Also, what does that tell the fans, "We don't feel like building a team with our talent, we just want to give it away so we don't have to pay for it."

Imagine if this happened in basketball or football. The fans would riot.

JamStone
07-24-2010, 01:28 AM
It's generally financially strapped teams in economically tough markets with unstable ownership who do this. It also for the most happens with players who are close to becoming free agents or are eligible for arbitration and the team knows they can't afford to pay them what they're worth in either scenario. So teams will sell them to get as much as they can instead of losing them for nothing.

And it does happen in basketball, but you're right about it not happening as much in the NFL. The NFL with players having such short career spans and the much higher risk of career ending injuries design their league that greatly favors owners and the ability to keep players much easier for ownership. The NFL even has the "franchise tag" that pretty much gives ownership the ultimate trump card. The NBA doesn't have anything close to that. The closest thing is having the right to match an offer with a restricted free agent. The MLB is more like the NBA in that regard in that it's a player's league and contracts are structured in favor of the players, almost all of them are fully guaranteed contracts. Arbitration somewhat helps ownership to keep the good players but it also favors players from being low balled without recourse.

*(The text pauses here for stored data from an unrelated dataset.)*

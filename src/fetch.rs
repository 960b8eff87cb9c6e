// 🌐 Document Fetch - the only network-facing collaborator
// One GET per request; failures surface once, no retries here.

use crate::config::RegistryConfig;
use crate::error::VerifyError;
use anyhow::{Context, Result};
use reqwest::blocking::Client;
use reqwest::header::{ACCEPT, USER_AGENT};
use std::collections::HashMap;
use std::sync::Arc;
use std::time::Duration;
use tracing::{info, warn};

/// Anything that turns a URL into markup
pub trait DocumentFetcher: Send + Sync {
    fn fetch(&self, url: &str) -> Result<String>;
}

impl<T: DocumentFetcher + ?Sized> DocumentFetcher for Arc<T> {
    fn fetch(&self, url: &str) -> Result<String> {
        (**self).fetch(url)
    }
}

// ============================================================================
// HTTP
// ============================================================================

pub struct HttpFetcher {
    client: Client,
    user_agent: String,
}

impl HttpFetcher {
    pub fn new(config: &RegistryConfig) -> Result<Self> {
        let client = Client::builder()
            .timeout(Duration::from_secs(config.timeout_secs))
            .build()
            .context("Failed to build HTTP client")?;
        Ok(HttpFetcher {
            client,
            user_agent: config.user_agent.clone(),
        })
    }
}

impl DocumentFetcher for HttpFetcher {
    fn fetch(&self, url: &str) -> Result<String> {
        info!(url, "fetching");

        let response = self
            .client
            .get(url)
            .header(USER_AGENT, &self.user_agent)
            .header(ACCEPT, "text/html,application/xhtml+xml")
            .send()
            .map_err(|e| {
                warn!(url, error = %e, "transport failure");
                VerifyError::Transport {
                    url: url.to_string(),
                    message: e.to_string(),
                }
            })?;

        let status = response.status();
        if !status.is_success() {
            warn!(url, status = status.as_u16(), "registry returned error status");
            return Err(VerifyError::Status {
                url: url.to_string(),
                status: status.as_u16(),
            }
            .into());
        }

        let body = response.text().map_err(|e| VerifyError::Transport {
            url: url.to_string(),
            message: e.to_string(),
        })?;
        info!(url, bytes = body.len(), "fetched");
        Ok(body)
    }
}

// ============================================================================
// IN-MEMORY (offline pages, tests)
// ============================================================================

/// Serves pre-loaded pages keyed by URL; unknown URLs act like a 404
#[derive(Default)]
pub struct StaticFetcher {
    pages: HashMap<String, String>,
}

impl StaticFetcher {
    pub fn new() -> Self {
        Self::default()
    }

    /// Builder: register a page
    pub fn with_page(mut self, url: impl Into<String>, markup: impl Into<String>) -> Self {
        self.pages.insert(url.into(), markup.into());
        self
    }
}

impl DocumentFetcher for StaticFetcher {
    fn fetch(&self, url: &str) -> Result<String> {
        self.pages.get(url).cloned().ok_or_else(|| {
            VerifyError::Status {
                url: url.to_string(),
                status: 404,
            }
            .into()
        })
    }
}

Teams sell their best players because it's hard to keep them around if the team is losing, because that means the team is losing money and it will be hard to pay the best players what they're worth. Florida, Pittsburgh, Cincinnati are teams that annually sell their best players because they can't afford them. Sometimes the best course of action is to get as much as you can for those players before they walk away and leave the team for nothing but maybe a first round compensation pick.

Nathan Explosion
07-24-2010, 10:08 AM
It happens more in baseball than it does in basketball though. Every year a team is selling off a high profile player/all-star whereas in the NBA it doesn't happen as frequently.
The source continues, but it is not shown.